To put it even more simply, we can be seen as having moved from being a species of small people in a big planet to being big people living on a small world. We have moved from the Holocene to the Anthropocene. The problem solving toolkit and frameworks of understanding what worked for humanity in the Holocene are unfit for the Anthropocene. Linear, partitioned, localised, cause-and-effect problem solving that still dominates is simply not up to the job.
This project aims to develop and test tools for understanding and dealing with global, systemic and multidisciplinary challenges. The intention is to develop and refine ways of helping people and groups to:
• achieve a concise macro-perspective that is simple enough to work with without being simplistic
• develop a holistic, realistic and revisable visions for the future
• understand realistic routes to bringing about change in this direction
The intention is that all those who engage with the process will become better able see how they and their organisations can best contribute to the change they want to see.

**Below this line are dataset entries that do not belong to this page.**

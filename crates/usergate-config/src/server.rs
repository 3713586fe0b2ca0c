use std::env;

#[derive(Clone, Debug)]
pub struct ServerConfig {
    pub host: String,
    pub port: u16,
}

impl ServerConfig {
    pub fn from_env() -> Self {
        Self {
            host: env::var("HOST").unwrap_or_else(|_| "0.0.0.0".to_string()),
            port: env::var("PORT")
                .ok()
                .and_then(|s| s.parse().ok())
                .unwrap_or(3000),
        }
    }

    pub fn addr(&self) -> String {
        format!("{}:{}", self.host, self.port)
    }
}
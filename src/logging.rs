use axum::{
    extract::{MatchedPath, Request},
    middleware::Next,
    response::Response,
};
use std::time::Instant;
use tracing::{error, info, warn};
use tracing_appender::rolling::{RollingFileAppender, Rotation};
use tracing_subscriber::{EnvFilter, Layer, fmt, layer::SubscriberExt, util::SubscriberInitExt};

pub async fn logging_middleware(req: Request, next: Next) -> Response {
    let start = Instant::now();
    let method = req.method().clone();
    let uri = req.uri().clone();
    let matched_path = req
        .extensions()
        .get::<MatchedPath>()
        .map(|p| p.as_str().to_string())
        .unwrap_or_else(|| uri.path().to_string());

    let request_id = uuid::Uuid::new_v4().to_string();

    info!(
        request_id = %request_id,
        method = %method,
        path = %matched_path,
        "Incoming request"
    );

    let response = next.run(req).await;
    let latency_ms = start.elapsed().as_millis() as u64;
    let status = response.status().as_u16();

    match status {
        400..=499 => warn!(
            request_id = %request_id,
            method = %method,
            path = %matched_path,
            status,
            latency_ms,
            "Client error"
        ),
        500..=599 => error!(
            request_id = %request_id,
            method = %method,
            path = %matched_path,
            status,
            latency_ms,
            "Server error"
        ),
        _ => info!(
            request_id = %request_id,
            method = %method,
            path = %matched_path,
            status,
            latency_ms,
            "Request completed"
        ),
    }

    response
}

fn console_filter() -> EnvFilter {
    EnvFilter::try_from_default_env().unwrap_or_else(|_| {
        let level = std::env::var("LOG_LEVEL").unwrap_or_else(|_| "info".to_string());
        EnvFilter::new(format!(
            "{app}={level},usergate_auth={level},usergate_db={level},usergate_core={level},tower_http=warn",
            app = env!("CARGO_CRATE_NAME"),
        ))
    })
}

/// Installs the global subscriber: a compact console layer plus daily
/// rolling error and JSON files under `LOG_DIR` (default `storage/logs`).
pub fn init_tracing() -> anyhow::Result<()> {
    let log_dir = std::env::var("LOG_DIR").unwrap_or_else(|_| "storage/logs".to_string());
    std::fs::create_dir_all(&log_dir)?;

    let console_layer = fmt::layer()
        .with_target(false)
        .with_file(true)
        .with_line_number(true)
        .compact()
        .with_filter(console_filter());

    let file_appender = RollingFileAppender::new(Rotation::DAILY, &log_dir, "usergate.log");
    let file_layer = fmt::layer()
        .with_writer(file_appender)
        .with_target(false)
        .with_file(true)
        .with_line_number(true)
        .with_ansi(false)
        .with_filter(EnvFilter::new("error"));

    // Structured logs for ingestion
    let json_appender = RollingFileAppender::new(Rotation::DAILY, &log_dir, "usergate.json");
    let json_layer = fmt::layer()
        .json()
        .with_writer(json_appender)
        .with_current_span(true)
        .with_span_list(true)
        .with_filter(EnvFilter::new("info"));

    tracing_subscriber::registry()
        .with(console_layer)
        .with(file_layer)
        .with(json_layer)
        .try_init()?;

    info!(log_dir = %log_dir, "Tracing initialized");
    Ok(())
}
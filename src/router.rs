use crate::docs::openapi_json;
use crate::logging::logging_middleware;
use crate::middleware::auth::authenticate;
use crate::modules::health::health_check;
use crate::modules::session::router::init_session_router;
use crate::modules::users::router::init_users_router;
use crate::state::AppState;
use axum::http::{HeaderValue, Method};
use axum::{Router, middleware, routing::get};
use tower_http::cors::CorsLayer;

pub fn init_router(state: AppState) -> Router {
    Router::new()
        .route("/api-docs/openapi.json", get(openapi_json))
        .route("/health", get(health_check))
        .nest("/users", init_users_router())
        .nest("/session", init_session_router())
        .layer(middleware::from_fn_with_state(state.clone(), authenticate))
        .with_state(state.clone())
        .layer({
            let allowed_origins: Vec<HeaderValue> = state
                .cors_config
                .allowed_origins
                .iter()
                .filter_map(|origin| origin.parse().ok())
                .collect();

            CorsLayer::new()
                .allow_origin(allowed_origins)
                .allow_methods([
                    Method::GET,
                    Method::POST,
                    Method::PATCH,
                    Method::DELETE,
                    Method::OPTIONS,
                ])
                .allow_headers([
                    axum::http::header::AUTHORIZATION,
                    axum::http::header::CONTENT_TYPE,
                    axum::http::header::ACCEPT,
                ])
                .allow_credentials(true)
        })
        .layer(middleware::from_fn(logging_middleware))
}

The project aims to engage widely, with academics form all disciplines, with businesses, with individuals and communities from different cultures.

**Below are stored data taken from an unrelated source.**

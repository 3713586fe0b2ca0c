//! Role resolution for decoded identities.

use std::collections::BTreeSet;
use std::sync::Arc;

use async_trait::async_trait;
use usergate_core::StoreError;

use crate::principal::Principal;

/// Read/write access to user role assignments.
///
/// Implementations must be safe for concurrent use; the authentication gate
/// calls [`RoleStore::user_roles`] once per authenticated request.
#[async_trait]
pub trait RoleStore: Send + Sync {
    /// Current role names of `user_id`. Unknown users have no roles.
    async fn user_roles(&self, user_id: i64) -> Result<Vec<String>, StoreError>;

    /// Grants `role` to `user_id`. Granting a role twice is a no-op.
    async fn assign_role(&self, user_id: i64, role: &str) -> Result<(), StoreError>;

    /// Withdraws `role` from `user_id`. Withdrawing a missing role is a no-op.
    async fn revoke_role(&self, user_id: i64, role: &str) -> Result<(), StoreError>;
}

/// Turns a decoded user id into a [`Principal`] with its current roles.
///
/// Roles are never cached: every call hits the [`RoleStore`], so promotions
/// and revocations apply to the next request.
#[derive(Clone)]
pub struct IdentityResolver {
    roles: Arc<dyn RoleStore>,
}

impl IdentityResolver {
    pub fn new(roles: Arc<dyn RoleStore>) -> Self {
        Self { roles }
    }

    pub async fn resolve(&self, user_id: i64) -> Result<BTreeSet<String>, StoreError> {
        Ok(self.roles.user_roles(user_id).await?.into_iter().collect())
    }

    pub async fn resolve_principal(&self, user_id: i64) -> Result<Principal, StoreError> {
        let roles = self.resolve(user_id).await?;
        Ok(Principal { user_id, roles })
    }
}
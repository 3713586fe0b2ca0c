//! In-process user and role storage.
//!
//! Used by the test suite and by `usergate` when no `DATABASE_URL` is
//! configured. Data lives for the lifetime of the process.

use std::collections::{BTreeMap, BTreeSet};

use async_trait::async_trait;
use tokio::sync::RwLock;
use usergate_auth::RoleStore;
use usergate_core::StoreError;
use usergate_models::{NewUser, User};

use crate::store::UserStore;

#[derive(Debug, Default)]
struct Inner {
    users: BTreeMap<i64, User>,
    roles: BTreeMap<i64, BTreeSet<String>>,
    last_id: i64,
}

#[derive(Debug, Default)]
pub struct InMemoryStore {
    inner: RwLock<Inner>,
}

impl InMemoryStore {
    pub fn new() -> Self {
        Self::default()
    }

    /// Inserts `user` under its own id, replacing any existing record.
    pub async fn insert(&self, user: User) {
        let mut inner = self.inner.write().await;
        inner.last_id = inner.last_id.max(user.id);
        inner.users.insert(user.id, user);
    }
}

#[async_trait]
impl UserStore for InMemoryStore {
    async fn find(&self, id: i64) -> Result<Option<User>, StoreError> {
        let inner = self.inner.read().await;
        Ok(inner.users.get(&id).filter(|u| !u.deleted).cloned())
    }

    async fn find_by_email(&self, email: &str) -> Result<Option<User>, StoreError> {
        let inner = self.inner.read().await;
        Ok(inner.users.values().find(|u| u.email == email).cloned())
    }

    async fn create(&self, user: NewUser) -> Result<User, StoreError> {
        let mut inner = self.inner.write().await;

        if inner.users.values().any(|u| u.email == user.email) {
            return Err(StoreError::DuplicateEmail(user.email));
        }

        inner.last_id += 1;
        let created = User {
            id: inner.last_id,
            name: user.name,
            email: user.email,
            password_hash: user.password_hash,
            deleted: false,
        };
        inner.users.insert(created.id, created.clone());

        Ok(created)
    }

    async fn save(&self, user: &User) -> Result<Option<User>, StoreError> {
        let mut inner = self.inner.write().await;

        match inner.users.get_mut(&user.id) {
            Some(existing) if !existing.deleted => {
                existing.name = user.name.clone();
                existing.password_hash = user.password_hash.clone();
                Ok(Some(existing.clone()))
            }
            _ => Ok(None),
        }
    }

    async fn delete(&self, id: i64) -> Result<bool, StoreError> {
        let mut inner = self.inner.write().await;

        match inner.users.get_mut(&id) {
            Some(existing) if !existing.deleted => {
                existing.deleted = true;
                Ok(true)
            }
            _ => Ok(false),
        }
    }
}

#[async_trait]
impl RoleStore for InMemoryStore {
    async fn user_roles(&self, user_id: i64) -> Result<Vec<String>, StoreError> {
        let inner = self.inner.read().await;
        Ok(inner
            .roles
            .get(&user_id)
            .map(|roles| roles.iter().cloned().collect())
            .unwrap_or_default())
    }

    async fn assign_role(&self, user_id: i64, role: &str) -> Result<(), StoreError> {
        let mut inner = self.inner.write().await;
        inner
            .roles
            .entry(user_id)
            .or_default()
            .insert(role.to_string());
        Ok(())
    }

    async fn revoke_role(&self, user_id: i64, role: &str) -> Result<(), StoreError> {
        let mut inner = self.inner.write().await;
        if let Some(roles) = inner.roles.get_mut(&user_id) {
            roles.remove(role);
        }
        Ok(())
    }
}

By way of example, this mindmap, complete with typos, offers one summary of the collective thinking that emerged from a series of events in Lancaster and London, exploring realistic but positive visions for the future in 50 years time. The groups so far engaged might be characterised as largely UK, middle class and perhaps predominantly left leaning, but relatively diverse within those boundaries. Next steps are to test the process with more diverse groups and to work up the practical implications; if this is the future we want, what brings it about, and what can any of us meaningfully do?
Related to this project are the Global Futures events which are intended to enable new thinking around big global challenges. They do this by bringing together people from different disciplines (science, politics, psychology, sociology, business, leadership, art, …) in an informal way for short presentations, followed by discussions and then chats over a drink, usually followed by practical discussions about the practical implications for those present, the University and the town.